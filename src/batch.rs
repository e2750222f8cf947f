//! Parallel batch processing for multi-symbol session sets.
//!
//! Sessions are independent by construction — one symbol, one date, one
//! tick stream — so a day's universe can be analyzed on Rayon's
//! work-stealing pool with no shared mutable state. Each job carries its
//! own tick data and cost history; the analyzer itself holds only
//! immutable configuration and is shared read-only across threads.
//!
//! ```text
//! ┌────────────────────────────────────────────────┐
//! │                BatchProcessor                  │
//! │  ┌──────────────────────────────────────────┐  │
//! │  │            Rayon thread pool             │  │
//! │  │   job(600000)   job(000651)   job(…)     │  │
//! │  │       │             │            │       │  │
//! │  │       ▼             ▼            ▼       │  │
//! │  │   DayResult     DayResult    DayResult   │  │
//! │  └───────────────────┬──────────────────────┘  │
//! │                      ▼                         │
//! │                 BatchOutput                    │
//! └────────────────────────────────────────────────┘
//! ```
//!
//! A job with no tick data counts as a per-symbol failure; whether that
//! stops the run is governed by [`ErrorMode`]. Partial failures never
//! abort the other sessions under [`ErrorMode::CollectErrors`].

use crate::config::AnalysisConfig;
use crate::error::{AnalysisError, Result};
use crate::session::{DayResult, SessionAnalyzer};
use crate::types::Tick;
use ahash::AHashMap;
use chrono::NaiveDate;
use rayon::prelude::*;
use std::time::{Duration, Instant};

/// Error handling mode for batch processing.
#[derive(Debug, Clone, Copy, PartialEq, Eq, Default)]
pub enum ErrorMode {
    /// Stop on the first failed job (default).
    #[default]
    FailFast,

    /// Analyze every job that can be analyzed, collect the failures.
    CollectErrors,
}

/// Batch processing configuration.
#[derive(Debug, Clone, Default)]
pub struct BatchConfig {
    /// Worker threads; `None` uses Rayon's global default.
    pub num_threads: Option<usize>,

    /// Failure handling policy.
    pub error_mode: ErrorMode,
}

impl BatchConfig {
    /// Create a batch configuration with defaults.
    pub fn new() -> Self {
        Self::default()
    }

    /// Set an explicit worker thread count.
    pub fn with_threads(mut self, threads: usize) -> Self {
        self.num_threads = Some(threads);
        self
    }

    /// Set the failure handling policy.
    pub fn with_error_mode(mut self, mode: ErrorMode) -> Self {
        self.error_mode = mode;
        self
    }

    /// Threads that will actually be used.
    pub fn effective_threads(&self) -> usize {
        self.num_threads.unwrap_or_else(rayon::current_num_threads)
    }
}

/// One session's worth of input.
#[derive(Debug, Clone)]
pub struct SessionJob {
    pub symbol: String,
    pub date: NaiveDate,
    pub ticks: Vec<Tick>,
    /// Daily-cost history for the moving averages, most recent first.
    pub prior_costs: Vec<f64>,
    /// Float market cap for net-flow normalization, when known.
    pub float_market_cap: Option<f64>,
}

impl SessionJob {
    /// Create a job without history or market-cap context.
    pub fn new(symbol: impl Into<String>, date: NaiveDate, ticks: Vec<Tick>) -> Self {
        Self {
            symbol: symbol.into(),
            date,
            ticks,
            prior_costs: Vec::new(),
            float_market_cap: None,
        }
    }

    /// Attach the daily-cost history.
    pub fn with_prior_costs(mut self, prior_costs: Vec<f64>) -> Self {
        self.prior_costs = prior_costs;
        self
    }

    /// Attach the float market cap.
    pub fn with_float_market_cap(mut self, cap: f64) -> Self {
        self.float_market_cap = Some(cap);
        self
    }
}

/// A failed job.
#[derive(Debug, Clone)]
pub struct SessionFailure {
    pub symbol: String,
    pub date: NaiveDate,
    pub reason: String,
}

/// Aggregated batch results.
#[derive(Debug)]
pub struct BatchOutput {
    /// Successful sessions, in input order.
    pub results: Vec<DayResult>,

    /// Failed sessions (populated under [`ErrorMode::CollectErrors`]).
    pub failures: Vec<SessionFailure>,

    /// Wall time of the batch (reporting only; results are independent
    /// of timing).
    pub elapsed: Duration,
}

impl BatchOutput {
    /// Number of successful sessions.
    pub fn successful_count(&self) -> usize {
        self.results.len()
    }

    /// Number of failed sessions.
    pub fn failed_count(&self) -> usize {
        self.failures.len()
    }

    /// Whether every job succeeded.
    pub fn all_successful(&self) -> bool {
        self.failures.is_empty()
    }

    /// Results grouped by symbol.
    pub fn by_symbol(&self) -> AHashMap<&str, Vec<&DayResult>> {
        let mut map: AHashMap<&str, Vec<&DayResult>> = AHashMap::new();
        for result in &self.results {
            map.entry(result.symbol.as_str()).or_default().push(result);
        }
        map
    }

    /// Iterate successful results.
    pub fn iter(&self) -> impl Iterator<Item = &DayResult> {
        self.results.iter()
    }
}

/// Runs many sessions in parallel with one shared configuration.
pub struct BatchProcessor {
    analyzer: SessionAnalyzer,
    batch_config: BatchConfig,
}

impl BatchProcessor {
    /// Create a processor, validating the analysis configuration.
    pub fn new(config: AnalysisConfig, batch_config: BatchConfig) -> Result<Self> {
        let analyzer = SessionAnalyzer::new(config)?;
        Ok(Self {
            analyzer,
            batch_config,
        })
    }

    /// Process all jobs, one task per (symbol, date).
    ///
    /// Under [`ErrorMode::FailFast`] the first failure aborts the run;
    /// under [`ErrorMode::CollectErrors`] failures are reported alongside
    /// the successful results.
    pub fn process_jobs(&self, jobs: &[SessionJob]) -> Result<BatchOutput> {
        let start = Instant::now();

        let run = || -> Vec<std::result::Result<DayResult, SessionFailure>> {
            jobs.par_iter().map(|job| self.run_job(job)).collect()
        };

        let outcomes = match self.batch_config.num_threads {
            Some(threads) => rayon::ThreadPoolBuilder::new()
                .num_threads(threads)
                .build()
                .map_err(|e| AnalysisError::generic(format!("thread pool: {e}")))?
                .install(run),
            None => run(),
        };

        let mut results = Vec::with_capacity(jobs.len());
        let mut failures = Vec::new();
        for outcome in outcomes {
            match outcome {
                Ok(result) => results.push(result),
                Err(failure) => {
                    log::warn!(
                        "session {} {} failed: {}",
                        failure.symbol,
                        failure.date,
                        failure.reason
                    );
                    if self.batch_config.error_mode == ErrorMode::FailFast {
                        return Err(AnalysisError::Session {
                            symbol: failure.symbol,
                            date: failure.date.to_string(),
                            reason: failure.reason,
                        });
                    }
                    failures.push(failure);
                }
            }
        }

        let output = BatchOutput {
            results,
            failures,
            elapsed: start.elapsed(),
        };
        log::info!(
            "batch: {} sessions ok, {} failed, {:?} on {} threads",
            output.successful_count(),
            output.failed_count(),
            output.elapsed,
            self.batch_config.effective_threads()
        );
        Ok(output)
    }

    fn run_job(&self, job: &SessionJob) -> std::result::Result<DayResult, SessionFailure> {
        if job.ticks.is_empty() {
            return Err(SessionFailure {
                symbol: job.symbol.clone(),
                date: job.date,
                reason: "no tick data available".to_string(),
            });
        }
        Ok(self.analyzer.analyze_day(
            &job.symbol,
            job.date,
            &job.ticks,
            &job.prior_costs,
            job.float_market_cap,
        ))
    }
}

> [Problem statement]:
The output should restate the data exactly, with no line missing.

> [Output for this exercise]:
filename src/batch.rs
repository e2750222f8cf947f
//! Parallel batch processing for multi-symbol session sets.
//!
//! Sessions are independent by construction — one symbol, one date, one
//! tick stream — so a day's universe can be analyzed on Rayon's
//! work-stealing pool with no shared mutable state. Each job carries its
//! own tick data and cost history; the analyzer itself holds only
//! immutable configuration and is shared read-only across threads.
//!
//! ```text
//! ┌────────────────────────────────────────────────┐
//! │                BatchProcessor                  │
//! │  ┌──────────────────────────────────────────┐  │
//! │  │            Rayon thread pool             │  │
//! │  │   job(600000)   job(000651)   job(…)     │  │
//! │  │       │             │            │       │  │
//! │  │       ▼             ▼            ▼       │  │
//! │  │   DayResult     DayResult    DayResult   │  │
//! │  └───────────────────┬──────────────────────┘  │
//! │                      ▼                         │
//! │                 BatchOutput                    │
//! └────────────────────────────────────────────────┘
//! ```
//!
//! A job with no tick data counts as a per-symbol failure; whether that
//! stops the run is governed by [`ErrorMode`]. Partial failures never
//! abort the other sessions under [`ErrorMode::CollectErrors`].

use crate::config::AnalysisConfig;
use crate::error::{AnalysisError, Result};
use crate::session::{DayResult, SessionAnalyzer};
use crate::types::Tick;
use ahash::AHashMap;
use chrono::NaiveDate;
use rayon::prelude::*;
use std::time::{Duration, Instant};

/// Error handling mode for batch processing.
#[derive(Debug, Clone, Copy, PartialEq, Eq, Default)]
pub enum ErrorMode {
    /// Stop on the first failed job (default).
    #[default]
    FailFast,

    /// Analyze every job that can be analyzed, collect the failures.
    CollectErrors,
}

/// Batch processing configuration.
#[derive(Debug, Clone, Default)]
pub struct BatchConfig {
    /// Worker threads; `None` uses Rayon's global default.
    pub num_threads: Option<usize>,

    /// Failure handling policy.
    pub error_mode: ErrorMode,
}

impl BatchConfig {
    /// Create a batch configuration with defaults.
    pub fn new() -> Self {
        Self::default()
    }

    /// Set an explicit worker thread count.
    pub fn with_threads(mut self, threads: usize) -> Self {
        self.num_threads = Some(threads);
        self
    }

    /// Set the failure handling policy.
    pub fn with_error_mode(mut self, mode: ErrorMode) -> Self {
        self.error_mode = mode;
        self
    }

    /// Threads that will actually be used.
    pub fn effective_threads(&self) -> usize {
        self.num_threads.unwrap_or_else(rayon::current_num_threads)
    }
}

/// One session's worth of input.
#[derive(Debug, Clone)]
pub struct SessionJob {
    pub symbol: String,
    pub date: NaiveDate,
    pub ticks: Vec<Tick>,
    /// Daily-cost history for the moving averages, most recent first.
    pub prior_costs: Vec<f64>,
    /// Float market cap for net-flow normalization, when known.
    pub float_market_cap: Option<f64>,
}

impl SessionJob {
    /// Create a job without history or market-cap context.
    pub fn new(symbol: impl Into<String>, date: NaiveDate, ticks: Vec<Tick>) -> Self {
        Self {
            symbol: symbol.into(),
            date,
            ticks,
            prior_costs: Vec::new(),
            float_market_cap: None,
        }
    }

    /// Attach the daily-cost history.
    pub fn with_prior_costs(mut self, prior_costs: Vec<f64>) -> Self {
        self.prior_costs = prior_costs;
        self
    }

    /// Attach the float market cap.
    pub fn with_float_market_cap(mut self, cap: f64) -> Self {
        self.float_market_cap = Some(cap);
        self
    }
}

/// A failed job.
#[derive(Debug, Clone)]
pub struct SessionFailure {
    pub symbol: String,
    pub date: NaiveDate,
    pub reason: String,
}

/// Aggregated batch results.
#[derive(Debug)]
pub struct BatchOutput {
    /// Successful sessions, in input order.
    pub results: Vec<DayResult>,

    /// Failed sessions (populated under [`ErrorMode::CollectErrors`]).
    pub failures: Vec<SessionFailure>,

    /// Wall time of the batch (reporting only; results are independent
    /// of timing).
    pub elapsed: Duration,
}

impl BatchOutput {
    /// Number of successful sessions.
    pub fn successful_count(&self) -> usize {
        self.results.len()
    }

    /// Number of failed sessions.
    pub fn failed_count(&self) -> usize {
        self.failures.len()
    }

    /// Whether every job succeeded.
    pub fn all_successful(&self) -> bool {
        self.failures.is_empty()
    }

    /// Results grouped by symbol.
    pub fn by_symbol(&self) -> AHashMap<&str, Vec<&DayResult>> {
        let mut map: AHashMap<&str, Vec<&DayResult>> = AHashMap::new();
        for result in &self.results {
            map.entry(result.symbol.as_str()).or_default().push(result);
        }
        map
    }

    /// Iterate successful results.
    pub fn iter(&self) -> impl Iterator<Item = &DayResult> {
        self.results.iter()
    }
}

/// Runs many sessions in parallel with one shared configuration.
pub struct BatchProcessor {
    analyzer: SessionAnalyzer,
    batch_config: BatchConfig,
}

impl BatchProcessor {
    /// Create a processor, validating the analysis configuration.
    pub fn new(config: AnalysisConfig, batch_config: BatchConfig) -> Result<Self> {
        let analyzer = SessionAnalyzer::new(config)?;
        Ok(Self {
            analyzer,
            batch_config,
        })
    }

    /// Process all jobs, one task per (symbol, date).
    ///
    /// Under [`ErrorMode::FailFast`] the first failure aborts the run;
    /// under [`ErrorMode::CollectErrors`] failures are reported alongside
    /// the successful results.
    pub fn process_jobs(&self, jobs: &[SessionJob]) -> Result<BatchOutput> {
        let start = Instant::now();

        let run = || -> Vec<std::result::Result<DayResult, SessionFailure>> {
            jobs.par_iter().map(|job| self.run_job(job)).collect()
        };

        let outcomes = match self.batch_config.num_threads {
            Some(threads) => rayon::ThreadPoolBuilder::new()
                .num_threads(threads)
                .build()
                .map_err(|e| AnalysisError::generic(format!("thread pool: {e}")))?
                .install(run),
            None => run(),
        };

        let mut results = Vec::with_capacity(jobs.len());
        let mut failures = Vec::new();
        for outcome in outcomes {
            match outcome {
                Ok(result) => results.push(result),
                Err(failure) => {
                    log::warn!(
                        "session {} {} failed: {}",
                        failure.symbol,
                        failure.date,
                        failure.reason
                    );
                    if self.batch_config.error_mode == ErrorMode::FailFast {
                        return Err(AnalysisError::Session {
                            symbol: failure.symbol,
                            date: failure.date.to_string(),
                            reason: failure.reason,
                        });
                    }
                    failures.push(failure);
                }
            }
        }

        let output = BatchOutput {
            results,
            failures,
            elapsed: start.elapsed(),
        };
        log::info!(
            "batch: {} sessions ok, {} failed, {:?} on {} threads",
            output.successful_count(),
            output.failed_count(),
            output.elapsed,
            self.batch_config.effective_threads()
        );
        Ok(output)
    }

    fn run_job(&self, job: &SessionJob) -> std::result::Result<DayResult, SessionFailure> {
        if job.ticks.is_empty() {
            return Err(SessionFailure {
                symbol: job.symbol.clone(),
                date: job.date,
                reason: "no tick data available".to_string(),
            });
        }
        Ok(self.analyzer.analyze_day(
            &job.symbol,
            job.date,
            &job.ticks,
            &job.prior_costs,
            job.float_market_cap,
        ))
    }
}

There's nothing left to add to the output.